Start of Block

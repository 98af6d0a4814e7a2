//! Steam Community market price history provider.
//!
//! The endpoint wraps its payload in a `{success, prices}` envelope where each
//! price entry is a `[date, median_price, volume]` triple:
//!
//! ```text
//! {"success": true, "price_prefix": "$", "prices": [["Jul 02 2014 01: +0", 417.48, "40"], ...]}
//! ```

use std::collections::BTreeMap;
use std::sync::Arc;

use async_trait::async_trait;
use chrono::{DateTime, NaiveDateTime, Utc};
use serde_json::Value;
use tracing::{debug, warn};

use crate::config::FetchConfig;
use crate::errors::MarketDataError;
use crate::http::HttpTransport;
use crate::models::{sort_chronologically, PricePoint, STEAM};
use crate::provider::client::{default_headers, ProviderClient};
use crate::provider::normalize::{decimal_from_value, parse_json};
use crate::provider::{MarketDataProvider, ProviderCapabilities};

/// Steam market price history provider.
pub struct SteamProvider {
    client: ProviderClient,
    headers: BTreeMap<String, String>,
}

impl SteamProvider {
    pub fn new(transport: Arc<dyn HttpTransport>, config: &FetchConfig) -> Self {
        Self {
            client: ProviderClient::new(STEAM, transport, config.request_timeout),
            headers: default_headers(config),
        }
    }

    /// Validate the envelope and convert its `prices` entries.
    fn parse_price_history(item: &str, body: &str) -> Result<Vec<PricePoint>, MarketDataError> {
        let value = parse_json(STEAM, item, body)?;

        if value.get("success").and_then(Value::as_bool) != Some(true) {
            return Err(MarketDataError::MalformedResponse {
                provider: STEAM.to_string(),
                item: item.to_string(),
                message: "success flag is not true".to_string(),
            });
        }

        let entries = match value.get("prices").and_then(Value::as_array) {
            Some(entries) if !entries.is_empty() => entries,
            _ => {
                return Err(MarketDataError::EmptyResult {
                    provider: STEAM.to_string(),
                    item: item.to_string(),
                })
            }
        };

        let mut points: Vec<PricePoint> = entries
            .iter()
            .filter_map(|entry| {
                let point = parse_entry(entry);
                if point.is_none() {
                    warn!("Skipping unparseable Steam price entry for {}: {}", item, entry);
                }
                point
            })
            .collect();

        if points.is_empty() {
            return Err(MarketDataError::EmptyResult {
                provider: STEAM.to_string(),
                item: item.to_string(),
            });
        }

        sort_chronologically(&mut points);
        Ok(points)
    }
}

fn parse_entry(entry: &Value) -> Option<PricePoint> {
    let fields = entry.as_array()?;
    let timestamp = parse_steam_date(fields.first()?.as_str()?)?;
    let price = decimal_from_value(fields.get(1)?)?;
    Some(PricePoint::at(timestamp, price))
}

/// Parse Steam's hour-precision date, e.g. `"Jul 02 2014 01: +0"`.
fn parse_steam_date(raw: &str) -> Option<DateTime<Utc>> {
    let (date_hour, _) = raw.split_once(':')?;
    let normalized = format!("{}:00", date_hour.trim());
    NaiveDateTime::parse_from_str(&normalized, "%b %d %Y %H:%M")
        .ok()
        .map(|naive| naive.and_utc())
}

#[async_trait]
impl MarketDataProvider for SteamProvider {
    fn id(&self) -> &'static str {
        STEAM
    }

    fn capabilities(&self) -> ProviderCapabilities {
        ProviderCapabilities {
            supports_price_history: true,
            supports_listings: false,
            stable_endpoint: true,
        }
    }

    async fn get_price_history(
        &self,
        url: &str,
        item: &str,
    ) -> Result<Vec<PricePoint>, MarketDataError> {
        let raw = self.client.fetch(url, &self.headers, item).await?;
        let points = Self::parse_price_history(item, &raw.body).map_err(|e| {
            warn!("Steam response for {} rejected (url: {}): {}", item, url, e);
            e
        })?;

        debug!("Steam returned {} price points for {}", points.len(), item);
        Ok(points)
    }
}
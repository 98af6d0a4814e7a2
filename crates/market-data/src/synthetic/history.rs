//! Synthetic price history.

use std::f64::consts::PI;

use chrono::{DateTime, Datelike, Utc, Weekday};
use num_traits::FromPrimitive;
use rand::Rng;
use rust_decimal::{Decimal, RoundingStrategy};

use super::base_prices::base_price_for;
use crate::models::{PricePoint, MAX_HISTORY_DAYS};

const MS_PER_DAY: i64 = 24 * 60 * 60 * 1000;

/// Prices never drop below this share of the running base.
pub const PRICE_FLOOR_RATIO: f64 = 0.7;

const DAILY_NOISE: f64 = 0.03;
const WEEKLY_AMPLITUDE: f64 = 0.02;
const MONTHLY_AMPLITUDE: f64 = 0.04;
const SEASONAL_AMPLITUDE: f64 = 0.06;
const MAX_MARKET_DISCOUNT: f64 = 0.02;
const VOLATILITY: f64 = 0.03;
const MAX_DAILY_DRIFT: f64 = 0.0015;

/// One point per day from `now - days` to `now`, both inclusive.
///
/// `key` is an item name or goods id; unknown keys use the default base
/// price. Windows longer than [`MAX_HISTORY_DAYS`] are clamped.
pub fn synthesize_price_history<R: Rng + ?Sized>(
    rng: &mut R,
    key: &str,
    days: u32,
    now: DateTime<Utc>,
) -> Vec<PricePoint> {
    let days = days.min(MAX_HISTORY_DAYS);
    let mut base = base_price_for(key);
    let now_ms = now.timestamp_millis();
    let start_ms = now_ms - i64::from(days) * MS_PER_DAY;

    (0..=days)
        .map(|day| {
            let timestamp_ms = start_ms + i64::from(day) * MS_PER_DAY;
            let price = daily_price(rng, base, day, timestamp_ms);
            base *= 1.0 + rng.gen_range(0.0..MAX_DAILY_DRIFT);
            PricePoint::new(timestamp_ms, price)
        })
        .collect()
}

fn daily_price<R: Rng + ?Sized>(rng: &mut R, base: f64, day: u32, timestamp_ms: i64) -> Decimal {
    let t = f64::from(day);

    let noise = base * rng.gen_range(-DAILY_NOISE..DAILY_NOISE);
    let weekly = base * WEEKLY_AMPLITUDE * (2.0 * PI * t / 7.0).sin();
    let monthly = base * MONTHLY_AMPLITUDE * (2.0 * PI * t / 30.0).sin();
    let seasonal = base * SEASONAL_AMPLITUDE * (2.0 * PI * t / 365.0).sin();
    let discount = base * rng.gen_range(0.0..MAX_MARKET_DISCOUNT);
    let volatility = rng.gen_range((1.0 - VOLATILITY)..(1.0 + VOLATILITY));

    let mut price = (base + noise + weekly + monthly + seasonal - discount) * volatility;

    if is_weekend(timestamp_ms) {
        price += base * rng.gen_range(-0.01..0.02);
    }

    let floor = base * PRICE_FLOOR_RATIO;
    to_cents_up(price.max(floor)).unwrap_or_else(|| to_cents_up(floor).unwrap_or(Decimal::ZERO))
}

fn is_weekend(timestamp_ms: i64) -> bool {
    DateTime::<Utc>::from_timestamp_millis(timestamp_ms)
        .map(|ts| matches!(ts.weekday(), Weekday::Sat | Weekday::Sun))
        .unwrap_or(false)
}

/// Round up so the floor survives rounding.
fn to_cents_up(value: f64) -> Option<Decimal> {
    Decimal::from_f64(value).map(|d| d.round_dp_with_strategy(2, RoundingStrategy::AwayFromZero))
}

End of Block

### [ASSIGNMENT]
Report back each line of the entries that holds the string "EmptyResult".

### [TASK ANSWER]
                return Err(MarketDataError::EmptyResult {
            return Err(MarketDataError::EmptyResult {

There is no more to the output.